You will have seen from Sharon Gladstone’s letter about this term (See here) that we are asking parents to keep encouraging their children and young people to access Google Classroom. We expect that all students will complete one compulsory piece of work each week in each subject, and spend around two hours each weekday on school work. At the same time, Mrs Gladstone listed a range of other activities which will help to foster creativity, inner strength and a sense of wellbeing.
Teachers, therapists, learning mentors and teaching assistants continue to work hard on providing materials for Classrooms, and tutors and the safeguarding team will continue to make at least weekly calls.
Those of you whose young people are in Year 11 and the sixth form will be aware that teachers have been preparing to recommend grades to examination boards. (See here) Discussions will be held with the boards shortly. My view is that this is a fair way to proceed given that we can’t run exams this year. It means that our students will gain the results they deserve for their hard work.
You may be aware that school has been open this week for small numbers of students. Early Government guidance was that children with EHCPs should be in school. It soon became clear that this was not a good way to move forward, because it is not true that all students with EHCPs should be seen as “vulnerable”. To keep special schools open for all students would not have aided the government’s “Stay Home – Protect the NHS – Save Lives” policy, which I fully support. Guidance was soon amended, and now states clearly that children must be kept at home if it is safe to do so.
Exceptions to this are children who have parents who are key workers, and children in the care of local authorities or with social services input. Even in these cases, I decided to risk assess each student (and all members of staff) to ensure safety. For a variety of reasons, some of the priority students are not in school.

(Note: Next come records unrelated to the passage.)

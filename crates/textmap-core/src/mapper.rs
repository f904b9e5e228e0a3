//! `TextMapper`: the facade a controller talks to.
//!
//! Bundles a document tree, the document's selection port and a compiled
//! classifier, and exposes `source` / `cursor` / `set_cursor` on top of the
//! pure mapping functions.

use crate::classify::Classifier;
use crate::config::MapperConfig;
use crate::extract::{self, Segment};
use crate::locate::{self, Located};
use crate::platform::{PlatformError, SelectionPort};
use crate::tree::{self, DocumentTree};
use crate::types::TreePosition;

pub struct TextMapper<T: DocumentTree, S> {
    tree: T,
    selection: S,
    classifier: Classifier,
}

impl<T, S> TextMapper<T, S>
where
    T: DocumentTree,
    S: SelectionPort<T::Node>,
{
    pub fn new(tree: T, selection: S) -> Self {
        Self::with_config(tree, selection, &MapperConfig::default())
    }

    pub fn with_config(tree: T, selection: S, config: &MapperConfig) -> Self {
        Self {
            tree,
            selection,
            classifier: Classifier::new(config),
        }
    }

    pub fn tree(&self) -> &T {
        &self.tree
    }

    pub fn tree_mut(&mut self) -> &mut T {
        &mut self.tree
    }

    pub fn selection(&self) -> &S {
        &self.selection
    }

    pub fn selection_mut(&mut self) -> &mut S {
        &mut self.selection
    }

    pub fn classifier(&self) -> &Classifier {
        &self.classifier
    }

    pub fn into_parts(self) -> (T, S) {
        (self.tree, self.selection)
    }

    pub fn find_editable_anchor(&self, node: &T::Node) -> Option<T::Node> {
        tree::find_editable_anchor(&self.tree, &self.classifier, node)
    }

    /// Editable anchor around whatever has focus.
    pub fn focused_anchor(&self) -> Option<T::Node> {
        let focused = self.selection.focused_node()?;
        self.find_editable_anchor(&focused)
    }

    pub fn extract_text(
        &self,
        anchor: &T::Node,
        boundary: Option<&TreePosition<T::Node>>,
    ) -> String {
        extract::extract_text(&self.tree, &self.classifier, anchor, boundary)
    }

    pub fn segments(&self, anchor: &T::Node) -> Vec<Segment<T::Node>> {
        extract::segments(&self.tree, &self.classifier, anchor)
    }

    pub fn locate_offset(
        &self,
        anchor: &T::Node,
        start: usize,
        end: Option<usize>,
    ) -> Located<T::Node> {
        locate::locate_offset(&self.tree, &self.classifier, anchor, start, end)
    }

    pub fn current_offset(&self, anchor: &T::Node, boundary: &TreePosition<T::Node>) -> usize {
        extract::current_offset(&self.tree, &self.classifier, anchor, boundary)
    }

    /// Full linear text of the editable region containing `node`.
    ///
    /// None when `node` has no editable ancestor.
    pub fn source(&self, node: &T::Node) -> Option<String> {
        let anchor = self.find_editable_anchor(node)?;
        Some(self.extract_text(&anchor, None))
    }

    /// `source` for the focused region.
    pub fn focused_source(&self) -> Option<String> {
        let anchor = self.focused_anchor()?;
        Some(self.extract_text(&anchor, None))
    }

    /// Linear offset of the selection's anchor boundary inside its editable
    /// region. 0 when there is no selection or it isn't inside one.
    pub fn cursor(&self) -> usize {
        let Some(boundary) = self.selection.active_boundary() else {
            tracing::debug!(target: "textmap::mapper", "no active selection");
            return 0;
        };
        let Some(anchor) = self.find_editable_anchor(&boundary.node) else {
            tracing::debug!(target: "textmap::mapper", node = ?boundary.node, "selection outside editable region");
            return 0;
        };
        self.current_offset(&anchor, &boundary)
    }

    /// Put the caret (or a range selection) at linear offsets inside the
    /// focused editable region.
    ///
    /// Nothing focused or nothing editable is a no-op, not an error.
    pub fn set_cursor(&mut self, offset: usize, end: Option<usize>) -> Result<(), PlatformError> {
        let Some(anchor) = self.focused_anchor() else {
            tracing::debug!(target: "textmap::mapper", offset, "no focused editable region, ignoring set_cursor");
            return Ok(());
        };
        self.set_cursor_in(&anchor, offset, end).map(|_| ())
    }

    /// Locate `offset..end` inside `anchor` and install it as the selection.
    pub fn set_cursor_in(
        &mut self,
        anchor: &T::Node,
        offset: usize,
        end: Option<usize>,
    ) -> Result<Located<T::Node>, PlatformError> {
        let located = self.locate_offset(anchor, offset, end);
        let end_pos = (!located.is_collapsed()).then(|| located.end.clone());
        tracing::trace!(
            target: "textmap::mapper",
            start = ?located.start,
            end = ?end_pos,
            range = ?located.range,
            "installing selection"
        );
        if let Err(e) = self.selection.install(located.start.clone(), end_pos) {
            tracing::warn!(target: "textmap::mapper", error = %e, "failed to install selection");
            return Err(e);
        }
        Ok(located)
    }
}

#[cfg(test)]
mod tests {
    use super::*;
    use crate::mem::{MemSelection, MemTree, NodeId};

    const DOC: &str = r#"<body><p id="static">hi</p><div id="ed" contenteditable="true"><p>one</p><p>two</p></div></body>"#;

    fn mapper() -> TextMapper<MemTree, MemSelection<NodeId>> {
        let tree = MemTree::parse_xhtml(DOC).unwrap();
        TextMapper::new(tree, MemSelection::new())
    }

    #[test]
    fn test_source() {
        let m = mapper();
        let two = m.tree().find_text("two").unwrap();
        assert_eq!(m.source(&two).as_deref(), Some("one\ntwo"));
        let stat = m.tree().find_by_id("static").unwrap();
        assert_eq!(m.source(&stat), None);
    }

    #[test]
    fn test_cursor_without_selection() {
        assert_eq!(mapper().cursor(), 0);
    }

    #[test]
    fn test_cursor_outside_editable() {
        let mut m = mapper();
        let hi = m.tree().find_text("hi").unwrap();
        m.selection_mut().add_range(TreePosition::new(hi, 1), TreePosition::new(hi, 1));
        assert_eq!(m.cursor(), 0);
    }

    #[test]
    fn test_set_cursor_then_cursor() {
        let mut m = mapper();
        let one = m.tree().find_text("one").unwrap();
        m.selection_mut().set_focus(Some(one));
        m.set_cursor(5, None).unwrap();
        let two = m.tree().find_text("two").unwrap();
        assert_eq!(m.selection().active_boundary(), Some(TreePosition::new(two, 1)));
        assert_eq!(m.cursor(), 5);
        assert_eq!(m.selection().installs(), 1);
    }

    #[test]
    fn test_set_cursor_range() {
        let mut m = mapper();
        let ed = m.tree().find_by_id("ed").unwrap();
        let located = m.set_cursor_in(&ed, 2, Some(5)).unwrap();
        let one = m.tree().find_text("one").unwrap();
        let two = m.tree().find_text("two").unwrap();
        assert_eq!(
            m.selection().ranges(),
            &[(TreePosition::new(one, 2), TreePosition::new(two, 1))]
        );
        assert!(!located.is_collapsed());
    }

    #[test]
    fn test_set_cursor_without_focus_is_noop() {
        let mut m = mapper();
        m.set_cursor(3, None).unwrap();
        assert_eq!(m.selection().installs(), 0);
        assert!(m.selection().ranges().is_empty());
    }

    #[test]
    fn test_set_cursor_propagates_platform_error() {
        let mut m = mapper();
        let ed = m.tree().find_by_id("ed").unwrap();
        m.selection_mut().set_focus(Some(ed));
        m.selection_mut().fail_installs("selection unavailable");
        let err = m.set_cursor(1, None).unwrap_err();
        assert_eq!(err.to_string(), "selection unavailable");
    }

    #[test]
    fn test_focused_source() {
        let mut m = mapper();
        assert_eq!(m.focused_source(), None);
        let ed = m.tree().find_by_id("ed").unwrap();
        m.selection_mut().set_focus(Some(ed));
        assert_eq!(m.focused_source().as_deref(), Some("one\ntwo"));
    }

    #[test]
    fn test_reads_tree_after_mutation() {
        let mut m = mapper();
        let one = m.tree().find_text("one").unwrap();
        m.selection_mut().set_focus(Some(one));
        m.set_cursor(5, None).unwrap();
        assert_eq!(m.cursor(), 5);

        // Nothing is cached: the next calls see the edited text.
        m.tree_mut().set_text(one, "first");
        assert_eq!(m.focused_source().as_deref(), Some("first\ntwo"));
        assert_eq!(m.cursor(), 7);

        let (tree, selection) = m.into_parts();
        assert_eq!(tree.find_text("first"), Some(one));
        assert_eq!(selection.installs(), 1);
    }
}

All parents and carers will be asking the question “When can my child get back to school?” The easy answer to this question is that we don’t know. We do not know yet when or how the lockdown will be eased. We don’t know how early in the exit process schools will be open. In any case, I will not be reopening Garratt Park School to all students until advised to do so either by Government or by Wandsworth.
However, I decided over the Easter holiday that we will build up numbers gradually from now on. This means that we can prioritise students most in need of a school place now, and also that fully reopening (almost certainly at very short notice) will be less of a jump for both staff and students. We have identified some priority groups with whom we have already had discussions:
- Sixth form students expecting to leave in the summer whose SEN mean that they will need support in managing transition.
- Children whose circumstances mean that they are becoming isolated at home.
- Children whose families are finding them increasingly difficult to care for all day every day
- Children whose needs mean that they will require a phased return to school.
Tutors have been asked to identify any students they are concerned about.
The return to school will be challenging for many students. Henrietta Ogbonna, our Educational Psychologist, called me on 20th April and kindly offered her support. We agreed that the return to school will be a priority area for her work.
Keep well and stay safe. I hope to see you all soon.